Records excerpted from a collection
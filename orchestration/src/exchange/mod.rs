//! Exchange state machine — turns, evaluation outcomes, and the driver.
//!
//! An exchange is a bounded multi-turn dialogue between one agent and the
//! presenter about one claim. The coordinator owns one [`ExchangeDriver`] at
//! a time; agents only ever see prompts and report tagged outcomes.

pub mod driver;
pub mod state;

pub use driver::{ExchangeDriver, ExchangeError, NextStep};
pub use state::{
    Evaluation, EvaluationOutcome, Exchange, ExchangeState, InterventionReason, PileOn, Turn,
    TurnKind, UnresolvedChallenge,
};
//! Context store — the single source of truth for accumulated session
//! knowledge, read-optimized for "assemble everything this agent needs now".
//!
//! Sharing discipline: the transcript is append-only with a total order
//! assigned at append time; per-agent fields (profile, candidate slot) are
//! written only by that agent's own runner and readable by anyone. No lock
//! is ever held across an await — the store is fully synchronous.

use std::collections::{HashMap, HashSet};
use std::sync::{Arc, RwLock};

use serde::{Deserialize, Serialize};
use tracing::{debug, warn};

use super::budget::{ContextBudget, TokenEstimator, WordCountEstimator};
use super::claims::Claim;
use super::profile::{PresenterProfile, ReadinessLevel, ResponseObservation, ResponsePattern};
use super::transcript::TranscriptSegment;
use crate::exchange::{Exchange, ExchangeState, UnresolvedChallenge};
use crate::latency::candidate::{CandidateQuestion, ContextFingerprint};
use crate::types::{AgentId, ClaimId};

/// Error type for context store operations.
#[derive(Debug, Clone, PartialEq, Eq, thiserror::Error)]
pub enum ContextError {
    #[error("out-of-order append on stream {stream} (segment {segment_id})")]
    OrderViolation { stream: String, segment_id: String },

    #[error("exchange {0} already recorded")]
    ExchangeAlreadyRecorded(String),

    #[error("unknown claim {0}")]
    UnknownClaim(String),
}

/// Result type for context store operations.
pub type ContextResult<T> = Result<T, ContextError>;

/// Shared reference to the context store.
pub type SharedContextStore = Arc<ContextStore>;

/// Outcome of an append: the assigned sequence and whether the segment had
/// already been seen (idempotent re-append).
#[derive(Debug, Clone, Copy, PartialEq, Eq)]
pub struct AppendOutcome {
    pub seq: u64,
    pub duplicate: bool,
}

* [What the exercise asks]: Look through the entries above; copy every line holding the string "outcomes".

* [Reply to the exercise]:
//! Exchange state machine — turns, evaluation outcomes, and the driver.
//! a time; agents only ever see prompts and report tagged outcomes.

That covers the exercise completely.